*Problem to solve*:
Your task is to find every line in the records that holds the string "plus" and copy it.

Stored data entries:
//! Templates - declarative node descriptions cloned per instance.
//!
//! Templates are written with the builder functions and compiled once into a
//! [`TemplateRegistry`]. Compilation parses every binding string, registers
//! each repeat body as its own template, and fails early on bad syntax.
//!
//! ```ignore
//! use spark_foreach::renderer::{element, repeat, text};
//!
//! let template = vec![
//!     repeat("items").body([
//!         element("div").attr("data-value", "").bind_text("@item").into(),
//!         element("span").child(text("test")).into(),
//!     ]).into(),
//! ];
//! ```
//!
//! Instantiation clones a compiled template into detached nodes and reports
//! the text bindings and repeat sites found inside it as a [`Fragment`].

use std::rc::Rc;

use crate::error::ParseError;
use crate::expression::{Directive, Expression};
use crate::types::{NodeId, TemplateId};

use super::NodeTree;

// =============================================================================
// Builder
// =============================================================================

/// Uncompiled template node.
#[derive(Debug, Clone, PartialEq)]
pub enum TemplateNode {
    Element(ElementNode),
    Text(String),
    Repeat(RepeatNode),
}

#[derive(Debug, Clone, PartialEq, Default)]
pub struct ElementNode {
    pub tag: String,
    pub attrs: Vec<(String, String)>,
    /// Text binding expression.
    pub text: Option<String>,
    pub children: Vec<TemplateNode>,
}

#[derive(Debug, Clone, PartialEq, Default)]
pub struct RepeatNode {
    /// `[local:] source`
    pub directive: String,
    pub key: Option<String>,
    pub body: Vec<TemplateNode>,
}

pub fn element(tag: &str) -> ElementNode {
    ElementNode {
        tag: tag.to_string(),
        ..Default::default()
    }
}

pub fn text(content: &str) -> TemplateNode {
    TemplateNode::Text(content.to_string())
}

pub fn repeat(directive: &str) -> RepeatNode {
    RepeatNode {
        directive: directive.to_string(),
        ..Default::default()
    }
}

impl ElementNode {
    pub fn attr(mut self, name: &str, value: &str) -> Self {
        self.attrs.push((name.to_string(), value.to_string()));
        self
    }

    pub fn bind_text(mut self, expression: &str) -> Self {
        self.text = Some(expression.to_string());
        self
    }

    pub fn child(mut self, node: impl Into<TemplateNode>) -> Self {
        self.children.push(node.into());
        self
    }
}

impl RepeatNode {
    pub fn keyed_by(mut self, key: &str) -> Self {
        self.key = Some(key.to_string());
        self
    }

    pub fn body<I, N>(mut self, nodes: I) -> Self
    where
        I: IntoIterator<Item = N>,
        N: Into<TemplateNode>,
    {
        self.body.extend(nodes.into_iter().map(Into::into));
        self
    }
}

impl From<ElementNode> for TemplateNode {
    fn from(node: ElementNode) -> Self {
        TemplateNode::Element(node)
    }
}

impl From<RepeatNode> for TemplateNode {
    fn from(node: RepeatNode) -> Self {
        TemplateNode::Repeat(node)
    }
}

// =============================================================================
// Compiled form
// =============================================================================

/// A compiled repeat site: the directive plus its body template.
#[derive(Debug, Clone, PartialEq)]
pub struct RepeatSpec {
    pub directive: Directive,
    pub body: TemplateId,
}

#[derive(Debug)]
enum CompiledNode {
    Element {
        tag: String,
        attrs: Vec<(String, String)>,
        text: Option<Rc<Expression>>,
        children: Vec<CompiledNode>,
    },
    Text(String),
    Repeat(Rc<RepeatSpec>),
}

/// A text binding found while instantiating.
#[derive(Debug, Clone)]
pub struct TextBinding {
    pub node: NodeId,
    pub expression: Rc<Expression>,
}

/// A repeat site found while instantiating.
#[derive(Debug, Clone)]
pub struct RepeatSite {
    pub slot: NodeId,
    pub spec: Rc<RepeatSpec>,
}

/// Detached result of instantiating a template.
#[derive(Debug, Clone, Default)]
pub struct Fragment {
    pub roots: Vec<NodeId>,
    pub text_bindings: Vec<TextBinding>,
    /// Repeat sites directly inside this fragment, in document order.
    pub repeats: Vec<RepeatSite>,
}

/// Compiled templates, addressed by [`TemplateId`].
#[derive(Debug, Default)]
pub struct TemplateRegistry {
    templates: Vec<Vec<CompiledNode>>,
}

impl TemplateRegistry {
    pub fn new() -> Self {
        Self::default()
    }

    pub fn len(&self) -> usize {
        self.templates.len()
    }

    pub fn is_empty(&self) -> bool {
        self.templates.is_empty()
    }

    pub fn contains(&self, id: TemplateId) -> bool {
        id.0 < self.templates.len()
    }

    /// Compile a node list (and every nested repeat body).
    pub fn register(&mut self, nodes: &[TemplateNode]) -> Result<TemplateId, ParseError> {
        let compiled = nodes
            .iter()
            .map(|node| self.compile(node))
            .collect::<Result<Vec<_>, _>>()?;
        self.templates.push(compiled);
        Ok(TemplateId(self.templates.len() - 1))
    }

    fn compile(&mut self, node: &TemplateNode) -> Result<CompiledNode, ParseError> {
        Ok(match node {
            TemplateNode::Element(el) => CompiledNode::Element {
                tag: el.tag.clone(),
                attrs: el.attrs.clone(),
                text: el
                    .text
                    .as_deref()
                    .map(Expression::parse)
                    .transpose()?
                    .map(Rc::new),
                children: el
                    .children
                    .iter()
                    .map(|child| self.compile(child))
                    .collect::<Result<_, _>>()?,
            },
            TemplateNode::Text(content) => CompiledNode::Text(content.clone()),
            TemplateNode::Repeat(rep) => {
                let mut directive = Directive::parse(&rep.directive)?;
                if let Some(key) = &rep.key {
                    directive = directive.keyed_by(key)?;
                }
                let body = self.register(&rep.body)?;
                CompiledNode::Repeat(Rc::new(RepeatSpec { directive, body }))
            }
        })
    }

    /// Clone a template into detached nodes. `None` for an unknown id.
    pub fn instantiate(&self, id: TemplateId, tree: &mut NodeTree) -> Option<Fragment> {
        let nodes = self.templates.get(id.0)?;
        let mut fragment = Fragment::default();
        for node in nodes {
            let root = Self::build(node, tree, &mut fragment);
            fragment.roots.push(root);
        }
        Some(fragment)
    }

    fn build(node: &CompiledNode, tree: &mut NodeTree, fragment: &mut Fragment) -> NodeId {
        match node {
            CompiledNode::Element {
                tag,
                attrs,
                text,
                children,
            } => {
                let id = tree.create_element(tag, attrs);
                if let Some(expression) = text {
                    fragment.text_bindings.push(TextBinding {
                        node: id,
                        expression: expression.clone(),
                    });
                }
                for child in children {
                    let child_id = Self::build(child, tree, fragment);
                    tree.append_child(id, child_id);
                }
                id
            }
            CompiledNode::Text(content) => tree.create_text(content),
            CompiledNode::Repeat(spec) => {
                let slot = tree.create_slot(&spec.directive.text);
                fragment.repeats.push(RepeatSite {
                    slot,
                    spec: spec.clone(),
                });
                slot
            }
        }
    }
}

#[cfg(test)]
mod tests {
    use super::*;

    fn foreach_template() -> Vec<TemplateNode> {
        vec![
            repeat("items")
                .body([
                    TemplateNode::from(element("div").attr("data-value", "").bind_text("@item")),
                    element("span").child(text("test")).into(),
                ])
                .into(),
        ]
    }

    #[test]
    fn test_register_compiles_nested_bodies() {
        let mut registry = TemplateRegistry::new();
        let root = registry.register(&foreach_template()).unwrap();
        assert_eq!(registry.len(), 2, "root plus one repeat body");
        assert_eq!(root, TemplateId(1), "body registers before its parent");
    }

    #[test]
    fn test_register_rejects_bad_bindings() {
        let mut registry = TemplateRegistry::new();
        let bad = vec![element("div").bind_text("@").into()];
        assert!(registry.register(&bad).is_err());

        let bad = vec![repeat("1x: items").into()];
        assert!(registry.register(&bad).is_err());
    }

    #[test]
    fn test_instantiate_reports_sites() {
        let mut registry = TemplateRegistry::new();
        let root = registry.register(&foreach_template()).unwrap();
        let mut tree = NodeTree::new();

        let fragment = registry.instantiate(root, &mut tree).unwrap();
        assert_eq!(fragment.roots.len(), 1);
        assert_eq!(fragment.repeats.len(), 1);
        assert!(fragment.text_bindings.is_empty(), "body is not expanded");
        assert_eq!(fragment.repeats[0].slot, fragment.roots[0]);

        let body = registry
            .instantiate(fragment.repeats[0].spec.body, &mut tree)
            .unwrap();
        assert_eq!(body.roots.len(), 2);
        assert_eq!(body.text_bindings.len(), 1);
        assert_eq!(tree.text_content(body.roots[1]), "test");
    }

    #[test]
    fn test_unknown_template() {
        let registry = TemplateRegistry::new();
        let mut tree = NodeTree::new();
        assert!(registry.instantiate(TemplateId(7), &mut tree).is_none());
    }
}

*Answer space*:
/// A compiled repeat site: the directive plus its body template.
        assert_eq!(registry.len(), 2, "root plus one repeat body");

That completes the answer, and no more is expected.